NOME: Brilkov Pavel Vasiliyevich
Data de nascimento: 16 de abril de 1958
Situação atual do processo penal: Sentença principal cumprida
Artigos do Código Penal da Federação Russa: 282.2 (2)
Frase: a pena na forma de 2 anos e 10 meses de prisão, a pena na forma de prisão será considerada condicional com período de liberdade condicional de 2 anos, com privação do direito de participar de associações públicas e religiosas, organizações públicas ou religiosas por um período de 2 anos e 8 meses

Biografia

O aposentado Pavel Brilkov, que já havia sido testemunha no caso de Andrey Vlasov, foi ele próprio acusado de extremismo por suas crenças na primavera de 2023.

Pavel nasceu em 1958 na cidade de Prokopyevsk, cresceu aqui e vive toda a sua vida. Após se formar, trabalhou como moldador de produtos de concreto armado. Em 1991, devido a um acidente, Pavel sofreu uma lesão industrial — uma fratura por compressão na coluna. O homem recebeu uma invalidez do grupo III.

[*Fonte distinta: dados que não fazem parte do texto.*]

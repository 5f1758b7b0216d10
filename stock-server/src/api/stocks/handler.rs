//! Stock API Handlers

use axum::{
    Json,
    extract::{Extension, Path, State},
};
use validator::Validate;

use shared::{Role, StockLevel};

use crate::auth::CurrentUser;
use crate::core::ServerState;
use crate::db::models::{LotIdentity, StockConsume, StockCreate, StockLot, StockUpdate};
use crate::db::repository::parse_record_id;
use crate::db::repository::stock::STOCK_TABLE;
use crate::inventory::{can_access, scope_for};
use crate::utils::{AppError, AppResponse, AppResult, ok};

/// GET /api/stocks - 角色范围内的库存列表
pub async fn list(
    State(state): State<ServerState>,
    Extension(user): Extension<CurrentUser>,
) -> AppResult<Json<Vec<StockLot>>> {
    let scope = scope_for(&user)?;
    let lots = state.ledger.visible_lots(&scope).await?;
    Ok(Json(lots))
}

/// POST /api/stocks - 创建/合并批次
///
/// 同一地点再次收到同一批次不会产生重复行, 而是合并加量。
pub async fn create(
    State(state): State<ServerState>,
    Extension(user): Extension<CurrentUser>,
    Json(payload): Json<StockCreate>,
) -> AppResult<Json<StockLot>> {
    payload
        .validate()
        .map_err(|e| AppError::validation(e.to_string()))?;
    let expiration = crate::utils::time::parse_date(&payload.expiration_date)?;
    let identity = identity_for_create(&user, &payload)?;

    let (change, merged) = state
        .ledger
        .find_or_create(&identity, payload.quantity, expiration, &user.id)
        .await?;

    if merged {
        // 合并视作数量变化: 可能触发 restored 穿越
        state.alerts.lot_quantity_changed(&change).await;
    } else {
        state.alerts.lot_created(&change).await;
    }

    Ok(Json(change.lot))
}

/// PUT /api/stocks/:id - 字段更新, 触发阈值复查
pub async fn update(
    State(state): State<ServerState>,
    Extension(user): Extension<CurrentUser>,
    Path(id): Path<String>,
    Json(payload): Json<StockUpdate>,
) -> AppResult<Json<StockLot>> {
    let lot_id = parse_record_id(STOCK_TABLE, &id)?;
    let existing = state.ledger.get(&lot_id).await?;
    if !can_access(&user, &existing) {
        return Err(AppError::forbidden("Lot is outside your visibility scope"));
    }

    let expiration = match &payload.expiration_date {
        Some(raw) => Some(crate::utils::time::parse_date(raw)?),
        None => None,
    };
    let assigned_to = payload.assigned_to.as_ref().map(|v| Some(v.clone()));

    let change = state
        .ledger
        .update(&lot_id, payload.quantity, expiration, assigned_to)
        .await?;
    state.alerts.lot_updated(&change).await;

    Ok(Json(change.lot))
}

/// DELETE /api/stocks/:id - 逻辑删除 (national 专属, 路由层拦截)
pub async fn delete_lot(
    State(state): State<ServerState>,
    Extension(user): Extension<CurrentUser>,
    Path(id): Path<String>,
) -> AppResult<Json<AppResponse<bool>>> {
    let lot_id = parse_record_id(STOCK_TABLE, &id)?;
    // 确认批次存在, 删除不存在的批次应当报 404
    state.ledger.get(&lot_id).await?;

    let removed = state.ledger.remove(&lot_id).await?;
    tracing::info!(lot = %lot_id, by = %user.id, "Stock lot logically removed");
    Ok(ok(removed))
}

/// POST /api/stocks/consume - 接种消耗 (FEFO 扣减)
///
/// 协作方 (接种完成事件) 的入口: 在调用者机构内按最早效期优先选批扣减。
pub async fn consume(
    State(state): State<ServerState>,
    Extension(user): Extension<CurrentUser>,
    Json(payload): Json<StockConsume>,
) -> AppResult<Json<StockLot>> {
    payload
        .validate()
        .map_err(|e| AppError::validation(e.to_string()))?;
    if !matches!(user.role, Role::District | Role::Agent) {
        return Err(AppError::forbidden(
            "Only facility actors can record consumption",
        ));
    }
    let health_center = user
        .health_center
        .clone()
        .ok_or_else(|| AppError::validation("Account has no health center"))?;
    let assigned_filter = user.assigned_only.then_some(user.id.as_str());

    let change = state
        .ledger
        .consume_fefo(
            &payload.vaccine,
            &health_center,
            assigned_filter,
            payload.quantity,
        )
        .await?;
    state.alerts.lot_quantity_changed(&change).await;

    Ok(Json(change.lot))
}

/// Placement of a newly received lot, derived from the creator's role
/// and the optional payload location fields:
///
/// | 角色 | 落点 |
/// |------|------|
/// | national | 默认国家库; 指定 `region` 时为该大区的 regional 批次 |
/// | regional | 本大区; 指定 `health_center` 时为该机构的 district 批次 |
/// | district | 本机构; 指定 `assigned_to` 时挂到该员工名下 (agent 层) |
/// | agent | 本机构 agent 层; `assigned_only` 员工自动挂自己名下 |
fn identity_for_create(user: &CurrentUser, payload: &StockCreate) -> AppResult<LotIdentity> {
    let (level, region, health_center, assigned_to) = match user.role {
        Role::National => match &payload.region {
            Some(region) => (StockLevel::Regional, Some(region.clone()), None, None),
            None => (StockLevel::National, None, None, None),
        },
        Role::Regional => {
            let region = user
                .region
                .clone()
                .ok_or_else(|| AppError::validation("Regional account has no region"))?;
            match &payload.health_center {
                Some(hc) => (
                    StockLevel::District,
                    Some(region),
                    Some(hc.clone()),
                    None,
                ),
                None => (StockLevel::Regional, Some(region), None, None),
            }
        }
        Role::District => {
            let hc = user
                .health_center
                .clone()
                .ok_or_else(|| AppError::validation("District account has no health center"))?;
            match &payload.assigned_to {
                Some(agent) => (
                    StockLevel::Agent,
                    user.region.clone(),
                    Some(hc),
                    Some(agent.clone()),
                ),
                None => (StockLevel::District, user.region.clone(), Some(hc), None),
            }
        }
        Role::Agent => {
            let hc = user
                .health_center
                .clone()
                .ok_or_else(|| AppError::validation("Agent account has no health center"))?;
            let assigned = payload
                .assigned_to
                .clone()
                .or_else(|| user.assigned_only.then(|| user.id.clone()));
            (StockLevel::Agent, user.region.clone(), Some(hc), assigned)
        }
    };

    Ok(LotIdentity {
        vaccine: payload.vaccine.clone(),
        batch_number: payload.batch_number.clone(),
        level,
        region,
        health_center,
        assigned_to,
    })
}
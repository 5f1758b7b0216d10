//! 实时通道模块
//!
//! 房间制的实时分发: 连接在握手时注册用户身份并加入房间, 服务端按
//! 房间交集推送通知。
//!
//! - [`ConnectionRegistry`] - 活动连接注册表 (last-connection-wins)
//! - [`NotificationFanout`] - 按房间分发
//! - [`tcp_server`] - TCP 监听与会话协议
//! - [`transport`] - 可插拔传输层 (TCP / 内存)

pub mod fanout;
pub mod registry;
pub mod tcp_server;
pub mod transport;

pub use fanout::NotificationFanout;
pub use registry::{ClientConnection, ConnectionRegistry, run_sweeper};
pub use tcp_server::run_listener;
pub use transport::{MemoryTransport, TcpTransport, Transport};
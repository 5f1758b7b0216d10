//! Transfer Record Model

use chrono::NaiveDate;
use serde::{Deserialize, Serialize};
use std::fmt;
use surrealdb::RecordId;

use shared::StockLevel;

/// Transfer workflow state
///
/// `pending` 是唯一的非终态; 到达终态之后记录不可再变。
#[derive(Debug, Clone, Copy, PartialEq, Eq, Serialize, Deserialize)]
#[serde(rename_all = "lowercase")]
pub enum TransferStatus {
    Pending,
    Accepted,
    Rejected,
    Cancelled,
}

impl TransferStatus {
    pub fn is_terminal(&self) -> bool {
        !matches!(self, TransferStatus::Pending)
    }
}

impl fmt::Display for TransferStatus {
    fn fmt(&self, f: &mut fmt::Formatter<'_>) -> fmt::Result {
        match self {
            TransferStatus::Pending => write!(f, "pending"),
            TransferStatus::Accepted => write!(f, "accepted"),
            TransferStatus::Rejected => write!(f, "rejected"),
            TransferStatus::Cancelled => write!(f, "cancelled"),
        }
    }
}

/// Immutable audit entry for one quantity movement
///
/// 数量在 initiate 时即从源批次扣除 (预留), 在 accept 时记入目标批次,
/// 在 reject/cancel 时一次性退回源批次。对任何 accepted 记录:
/// 源扣减 == 目标增加 == `quantity`。
#[derive(Debug, Clone, Serialize, Deserialize)]
pub struct TransferRecord {
    #[serde(skip_serializing_if = "Option::is_none")]
    pub id: Option<RecordId>,
    pub vaccine: String,
    pub batch_number: String,
    pub quantity: i64,
    /// Carried so acceptance can create the destination lot
    pub expiration_date: NaiveDate,
    pub from_level: StockLevel,
    pub to_level: StockLevel,
    #[serde(default)]
    pub from_region: Option<String>,
    #[serde(default)]
    pub from_health_center: Option<String>,
    #[serde(default)]
    pub to_region: Option<String>,
    #[serde(default)]
    pub to_health_center: Option<String>,
    pub from_user: String,
    #[serde(default)]
    pub to_user: Option<String>,
    /// Source lot the reservation was debited from
    pub source_lot: RecordId,
    pub status: TransferStatus,
    /// Unix millis
    pub transfer_date: i64,
    #[serde(default)]
    pub accepted_date: Option<i64>,
    #[serde(default)]
    pub rejected_date: Option<i64>,
    #[serde(default)]
    pub notes: Option<String>,
}

/// Initiate payload for `POST /api/stocks/transfers/initiate`
#[derive(Debug, Clone, Serialize, Deserialize, validator::Validate)]
pub struct TransferInitiate {
    /// Source lot id (`stock:<key>`)
    #[validate(length(min = 1))]
    pub stock_id: String,
    #[validate(range(min = 1))]
    pub quantity: i64,
    pub to_region: Option<String>,
    pub to_health_center: Option<String>,
    pub to_user_id: Option<String>,
    /// Trusted direct move: resolve the transfer in the same request
    #[serde(default)]
    pub auto_accept: bool,
    pub notes: Option<String>,
}

/// Respond payload for accept/reject
#[derive(Debug, Clone, Default, Serialize, Deserialize)]
pub struct TransferRespond {
    pub reason: Option<String>,
}
//! Core use-case services.
//!
//! # Responsibility
//! - Orchestrate repository calls into use-case level APIs.
//! - Keep HTTP and CLI layers decoupled from storage details.

pub mod record_service;
pub mod vehicle_service;
//! Repository layer abstractions and the in-memory implementation.
//!
//! # Responsibility
//! - Define use-case oriented data access contracts.
//! - Keep storage details behind the `RecordRepository` trait.
//!
//! # Invariants
//! - Repository APIs return semantic errors (`Conflict`, `NotFound`) only.

pub mod record_store;
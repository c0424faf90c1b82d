//! Record use-case service.
//!
//! # Responsibility
//! - Provide stable CRUD entry points for transport and CLI callers.
//! - Validate record shape before delegating to a repository.
//! - Emit metadata-only log events for every operation.
//!
//! # Invariants
//! - A batch is validated as a whole before any record is inserted.
//! - Service APIs never bypass repository uniqueness/existence contracts.
//! - Service layer remains storage-agnostic.

use crate::model::record::{Record, RecordValidationError};
use crate::model::student::Student;
use crate::model::todo::TodoItem;
use crate::model::vehicle::Vehicle;
use crate::repo::record_store::{InMemoryRecordStore, RecordRepository, StoreError};
use log::{info, warn};
use std::error::Error;
use std::fmt::{Display, Formatter};
use std::marker::PhantomData;

pub type ServiceResult<T> = Result<T, ServiceError>;

/// Student service over the in-memory store.
pub type StudentService = RecordService<Student>;
/// To-do item service over the in-memory store.
pub type TodoService = RecordService<TodoItem>;
/// Vehicle service over the in-memory store.
pub type VehicleService = RecordService<Vehicle>;

/// Service error for record use-cases.
#[derive(Debug, Clone, PartialEq, Eq)]
pub enum ServiceError {
    /// Payload rejected before reaching the store.
    Validation {
        kind: &'static str,
        error: RecordValidationError,
    },
    /// Store-level conflict or not-found.
    Store {
        kind: &'static str,
        error: StoreError,
    },
}

impl ServiceError {
    fn store<R: Record>(error: StoreError) -> Self {
        Self::Store {
            kind: R::KIND,
            error,
        }
    }

    fn validation<R: Record>(error: RecordValidationError) -> Self {
        Self::Validation {
            kind: R::KIND,
            error,
        }
    }

    /// Returns the store error, if this failure came from the store.
    pub fn store_error(&self) -> Option<&StoreError> {
        match self {
            Self::Store { error, .. } => Some(error),
            Self::Validation { .. } => None,
        }
    }

    pub fn is_conflict(&self) -> bool {
        matches!(self.store_error(), Some(StoreError::Conflict(_)))
    }

    pub fn is_not_found(&self) -> bool {
        matches!(self.store_error(), Some(StoreError::NotFound(_)))
    }
}

impl Display for ServiceError {
    fn fmt(&self, f: &mut Formatter<'_>) -> std::fmt::Result {
        match self {
            Self::Validation { kind, error } => write!(f, "invalid {kind}: {error}"),
            Self::Store {
                kind,
                error: StoreError::Conflict(id),
            } => write!(f, "{kind} id `{id}` already exists"),
            Self::Store {
                kind,
                error: StoreError::NotFound(id),
            } => write!(f, "{kind} not found: {id}"),
        }
    }
}

impl Error for ServiceError {
    fn source(&self) -> Option<&(dyn Error + 'static)> {
        match self {
            Self::Validation { error, .. } => Some(error),
            Self::Store { error, .. } => Some(error),
        }
    }
}

/// Use-case service wrapper for one record kind.
#[derive(Debug)]
pub struct RecordService<R: Record, S: RecordRepository<R> = InMemoryRecordStore<R>> {
    repo: S,
    _record: PhantomData<R>,
}

impl<R: Record> RecordService<R> {
    /// Creates a service over a fresh, empty in-memory store.
    pub fn in_memory() -> Self {
        Self::new(InMemoryRecordStore::new())
    }
}

impl<R: Record> Default for RecordService<R> {
    fn default() -> Self {
        Self::in_memory()
    }
}

impl<R: Record, S: RecordRepository<R>> RecordService<R, S> {
    /// Creates a service using the provided repository implementation.
    pub fn new(repo: S) -> Self {
        Self {
            repo,
            _record: PhantomData,
        }
    }

    /// Validates and inserts a batch of records.
    ///
    /// # Contract
    /// - Any shape failure rejects the whole batch before insertion.
    /// - The first duplicate id fails with a conflict; earlier records of
    ///   the batch remain stored.
    pub fn create_batch(&mut self, records: Vec<R>) -> ServiceResult<Vec<R>> {
        for record in &records {
            if let Err(err) = record.validate() {
                warn!(
                    "event=record_create module=service status=error kind={} error_code=validation error={}",
                    R::KIND,
                    err
                );
                return Err(ServiceError::validation::<R>(err));
            }
        }

        let requested = records.len();
        match self.repo.create_batch(records) {
            Ok(created) => {
                for record in &created {
                    info!(
                        "event=record_create module=service status=ok kind={} id={}",
                        R::KIND,
                        record.record_id()
                    );
                }
                Ok(created)
            }
            Err(err) => {
                warn!(
                    "event=record_create module=service status=error kind={} requested={} error_code={} id={}",
                    R::KIND,
                    requested,
                    store_error_code(&err),
                    err.record_id()
                );
                Err(ServiceError::store::<R>(err))
            }
        }
    }

    /// Lists every stored record.
    pub fn list_all(&self) -> Vec<R> {
        let records = self.repo.list_all();
        info!(
            "event=record_list module=service status=ok kind={} count={}",
            R::KIND,
            records.len()
        );
        records
    }

    /// Gets one record by id.
    pub fn get(&self, id: &str) -> ServiceResult<R> {
        self.repo
            .get(id)
            .map(|record| {
                info!(
                    "event=record_get module=service status=ok kind={} id={id}",
                    R::KIND
                );
                record
            })
            .map_err(|err| self.log_store_error("record_get", err))
    }

    /// Replaces or merges the record stored under `id`.
    ///
    /// The policy is fixed per record kind by `Record::REPLACE_POLICY`.
    pub fn replace(&mut self, id: &str, update: R::Update) -> ServiceResult<R> {
        if let Err(err) = R::validate_update(&update) {
            warn!(
                "event=record_replace module=service status=error kind={} id={id} error_code=validation error={}",
                R::KIND,
                err
            );
            return Err(ServiceError::validation::<R>(err));
        }

        match self.repo.replace(id, update) {
            Ok(record) => {
                info!(
                    "event=record_replace module=service status=ok kind={} id={id} policy={}",
                    R::KIND,
                    R::REPLACE_POLICY.as_str()
                );
                Ok(record)
            }
            Err(err) => Err(self.log_store_error("record_replace", err)),
        }
    }

    /// Removes and returns the record stored under `id`.
    pub fn delete(&mut self, id: &str) -> ServiceResult<R> {
        match self.repo.delete(id) {
            Ok(record) => {
                info!(
                    "event=record_delete module=service status=ok kind={} id={id} remaining={}",
                    R::KIND,
                    self.repo.len()
                );
                Ok(record)
            }
            Err(err) => Err(self.log_store_error("record_delete", err)),
        }
    }

    pub fn len(&self) -> usize {
        self.repo.len()
    }

    pub fn is_empty(&self) -> bool {
        self.repo.is_empty()
    }

    pub fn contains(&self, id: &str) -> bool {
        self.repo.contains(id)
    }

    fn log_store_error(&self, event: &str, err: StoreError) -> ServiceError {
        warn!(
            "event={event} module=service status=error kind={} error_code={} id={}",
            R::KIND,
            store_error_code(&err),
            err.record_id()
        );
        ServiceError::store::<R>(err)
    }
}

fn store_error_code(err: &StoreError) -> &'static str {
    match err {
        StoreError::Conflict(_) => "conflict",
        StoreError::NotFound(_) => "not_found",
    }
}
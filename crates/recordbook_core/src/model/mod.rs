//! Record shapes held by the in-memory stores.
//!
//! # Responsibility
//! - Define the `Record` contract used by the generic store.
//! - Define the student, to-do and vehicle record shapes and their wire names.
//!
//! # Invariants
//! - Every record is keyed by a string identifier unique within its store.
//! - Shape validation lives here; stores never re-validate.

pub mod record;
pub mod student;
pub mod todo;
pub mod vehicle;
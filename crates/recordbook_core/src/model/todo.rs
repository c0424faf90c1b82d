//! To-do item record.
//!
//! # Responsibility
//! - Define the to-do item shape with its status/priority vocabularies.
//!
//! # Invariants
//! - `id` is caller-supplied and never rewritten by `Replace`.
//! - Updates use full replace semantics; optional fields omitted from the
//!   payload become `None`.

use crate::model::record::{require_id, require_text, Record, RecordValidationError, ReplacePolicy};
use chrono::NaiveDate;
use serde::{Deserialize, Serialize};

/// Progress state of a to-do item.
#[derive(Debug, Clone, Copy, PartialEq, Eq, Serialize, Deserialize)]
#[serde(rename_all = "snake_case")]
pub enum TodoStatus {
    Pending,
    Completed,
    InProgress,
}

/// Relative urgency of a to-do item.
#[derive(Debug, Clone, Copy, PartialEq, Eq, PartialOrd, Ord, Serialize, Deserialize)]
#[serde(rename_all = "snake_case")]
pub enum TodoPriority {
    Low,
    Medium,
    High,
}

/// One entry of a to-do list.
#[derive(Debug, Clone, PartialEq, Eq, Serialize, Deserialize)]
pub struct TodoItem {
    pub id: String,
    pub title: String,
    #[serde(default)]
    pub description: Option<String>,
    pub due_date: NaiveDate,
    pub status: TodoStatus,
    #[serde(default)]
    pub priority: Option<TodoPriority>,
    pub creation_date: NaiveDate,
    #[serde(default)]
    pub last_updated_date: Option<NaiveDate>,
}

impl TodoItem {
    /// Creates a pending item with no description, priority or update date.
    pub fn new(
        id: impl Into<String>,
        title: impl Into<String>,
        due_date: NaiveDate,
        creation_date: NaiveDate,
    ) -> Self {
        Self {
            id: id.into(),
            title: title.into(),
            description: None,
            due_date,
            status: TodoStatus::Pending,
            priority: None,
            creation_date,
            last_updated_date: None,
        }
    }
}

impl Record for TodoItem {
    const KIND: &'static str = "todo";
    const REPLACE_POLICY: ReplacePolicy = ReplacePolicy::FullReplace;

    type Update = TodoItem;

    fn record_id(&self) -> &str {
        &self.id
    }

    fn apply_update(&mut self, update: Self::Update) {
        let id = std::mem::take(&mut self.id);
        *self = update;
        self.id = id;
    }

    fn validate(&self) -> Result<(), RecordValidationError> {
        require_id(&self.id)?;
        Self::validate_update(self)
    }

    fn validate_update(update: &Self::Update) -> Result<(), RecordValidationError> {
        require_text("title", &update.title)
    }
}
//! HTTP transport for the recordbook stores.
//!
//! # Responsibility
//! - Expose the student, to-do and vehicle services over JSON request/response.
//! - Map service errors to HTTP statuses and `{"detail": ...}` bodies.
//!
//! # Invariants
//! - Handlers hold a store lock for one service call only.

pub mod config;
mod error;
pub mod state;
pub mod web;

pub use self::config::{config, Config, ConfigError};
pub use self::error::{Error, Result};
pub use self::state::AppState;

/// Builds the application router over fresh or shared state.
pub fn app(state: AppState) -> axum::Router {
    web::routes(state)
}
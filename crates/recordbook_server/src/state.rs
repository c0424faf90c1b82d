//! Shared application state.
//!
//! One mutex guards each record store; a guard is held for exactly one
//! service call and never across an `.await`.

use crate::web::{Error, Result};
use recordbook_core::{Record, RecordService, Student, TodoItem, Vehicle};
use std::sync::{Arc, Mutex, MutexGuard};

pub type SharedService<R> = Arc<Mutex<RecordService<R>>>;

#[derive(Clone, Default)]
pub struct AppState {
    pub students: SharedService<Student>,
    pub todos: SharedService<TodoItem>,
    pub vehicles: SharedService<Vehicle>,
}

impl AppState {
    /// Creates state with three empty stores.
    pub fn new() -> Self {
        Self::default()
    }
}

pub(crate) fn lock<R: Record>(
    service: &SharedService<R>,
) -> Result<MutexGuard<'_, RecordService<R>>> {
    service.lock().map_err(|_| Error::StoreUnavailable(R::KIND))
}
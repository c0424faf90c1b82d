mod error;
mod json;
mod mw_log;
pub mod records;
pub mod vehicles;

pub use self::error::{ClientError, Error, Result};
pub use self::json::Json;

use crate::state::AppState;
use axum::routing::get;
use axum::{middleware, Router};
use serde_json::{json, Value};

/// Builds the full router over `state`.
pub fn routes(state: AppState) -> Router {
    Router::new()
        .route("/health", get(health))
        .merge(records::routes("/students/", state.students))
        .merge(records::routes("/todolist/", state.todos))
        .merge(vehicles::routes(state.vehicles))
        .layer(middleware::from_fn(mw_log::mw_log_request))
}

async fn health() -> Json<Value> {
    Json(json!({
        "status": "ok",
        "version": recordbook_core::core_version(),
    }))
}
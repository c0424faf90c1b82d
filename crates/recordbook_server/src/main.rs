use log::info;
use recordbook_server::{app, config, AppState, Error, Result};

#[tokio::main]
async fn main() -> Result<()> {
    let config = config()?;
    recordbook_core::init_logging(&config.log_level, config.log_dir.as_deref())
        .map_err(Error::Logging)?;

    let routes_all = app(AppState::new());

    let listener = tokio::net::TcpListener::bind(config.bind_addr).await?;
    info!(
        "event=server_listen module=server status=ok addr={} version={}",
        config.bind_addr,
        recordbook_core::core_version()
    );

    axum::serve(listener, routes_all).await?;
    Ok(())
}
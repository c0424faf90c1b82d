use axum::extract::Request;
use axum::middleware::Next;
use axum::response::Response;
use log::{info, warn};
use std::time::Instant;

pub async fn mw_log_request(req: Request, next: Next) -> Response {
    let method = req.method().clone();
    let path = req.uri().path().to_string();
    let started_at = Instant::now();

    let res = next.run(req).await;

    let status = res.status();
    let duration_ms = started_at.elapsed().as_millis();
    if status.is_server_error() {
        warn!(
            "event=http_request module=web status={} method={method} path={path} duration_ms={duration_ms}",
            status.as_u16()
        );
    } else {
        info!(
            "event=http_request module=web status={} method={method} path={path} duration_ms={duration_ms}",
            status.as_u16()
        );
    }
    res
}
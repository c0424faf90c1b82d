//! JSON extractor whose rejections use the crate error envelope.

use crate::web::Error;
use axum::extract::FromRequest;
use axum::response::{IntoResponse, Response};

/// `axum::Json`, but malformed bodies answer with `{"detail", "error"}`.
#[derive(Debug, FromRequest)]
#[from_request(via(axum::Json), rejection(Error))]
pub struct Json<T>(pub T);

impl<T: serde::Serialize> IntoResponse for Json<T> {
    fn into_response(self) -> Response {
        axum::Json(self.0).into_response()
    }
}
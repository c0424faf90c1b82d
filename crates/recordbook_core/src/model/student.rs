//! Student record.
//!
//! # Responsibility
//! - Define the student enrollment record and its wire field names.
//! - Validate identifier and email shape before storage.
//!
//! # Invariants
//! - `id` is caller-supplied and never rewritten by `Replace`.
//! - Updates use full replace semantics.

use crate::model::record::{require_id, Record, RecordValidationError, ReplacePolicy};
use chrono::NaiveDate;
use once_cell::sync::Lazy;
use regex::Regex;
use serde::{Deserialize, Serialize};

static EMAIL_RE: Lazy<Regex> = Lazy::new(|| {
    Regex::new(r"^[^@\s]+@[^@\s]+\.[^@\s]+$").expect("valid email regex")
});

/// Enrollment record for one student.
///
/// Serialized with camelCase field names to match the student API schema.
#[derive(Debug, Clone, PartialEq, Eq, Serialize, Deserialize)]
#[serde(rename_all = "camelCase")]
pub struct Student {
    pub id: String,
    pub first_name: String,
    pub middle_name: String,
    pub last_name: String,
    /// Serialized as `YYYY-MM-DD`.
    pub date_of_birth: NaiveDate,
    pub phone_number: String,
    pub email: String,
    pub module: String,
    pub enrollment_date: NaiveDate,
}

impl Student {
    fn validate_fields(&self) -> Result<(), RecordValidationError> {
        if !EMAIL_RE.is_match(&self.email) {
            return Err(RecordValidationError::InvalidEmail(self.email.clone()));
        }
        Ok(())
    }
}

impl Record for Student {
    const KIND: &'static str = "student";
    const REPLACE_POLICY: ReplacePolicy = ReplacePolicy::FullReplace;

    type Update = Student;

    fn record_id(&self) -> &str {
        &self.id
    }

    fn apply_update(&mut self, update: Self::Update) {
        let id = std::mem::take(&mut self.id);
        *self = update;
        self.id = id;
    }

    fn validate(&self) -> Result<(), RecordValidationError> {
        require_id(&self.id)?;
        self.validate_fields()
    }

    fn validate_update(update: &Self::Update) -> Result<(), RecordValidationError> {
        update.validate_fields()
    }
}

Em 2001, Pavel conheceu Vera, e depois eles se casaram. Juntos, eles administram uma casa, um jardim. No tempo livre, Pavel gosta de estar na natureza e ir à floresta.

Em 2019, Pavel começou a estudar a Bíblia. Ele ouviu muito sobre esse livro por sua sogra, a quem respeitava e amava. "Quando descobri o que o Reino de Deus faria pelas pessoas e por mim, quis viver de acordo com os padrões de Jeová", recorda o crente.

A acusação criminal afetou a saúde de Pavel e Vera. Parentes se sentem com eles, interessados no que está acontecendo.

Histórico do caso

Pavel Brilkov, uma das Testemunhas de Jeová de Prokopyevsk, enfrentou perseguição por sua fé em 2020, quando foi trazido como testemunha no caso de Andrey Vlasov. No outono de 2021, a casa de Brilkov e sua esposa foi revistada, em seguida, o crente foi interrogado. Em março de 2023, o próprio crente se tornou réu em um processo criminal. Segundo o investigador da Comissão de Investigação, ele é culpado de extremismo, porque “explicou o significado de trechos das Sagradas Escrituras”. Em maio de 2023, começaram as audiências no caso do crente e, em janeiro de 2024, o tribunal o condenou a dois anos e dez meses de trabalho forçado. O recurso alterou a pena para dois anos de suspensão.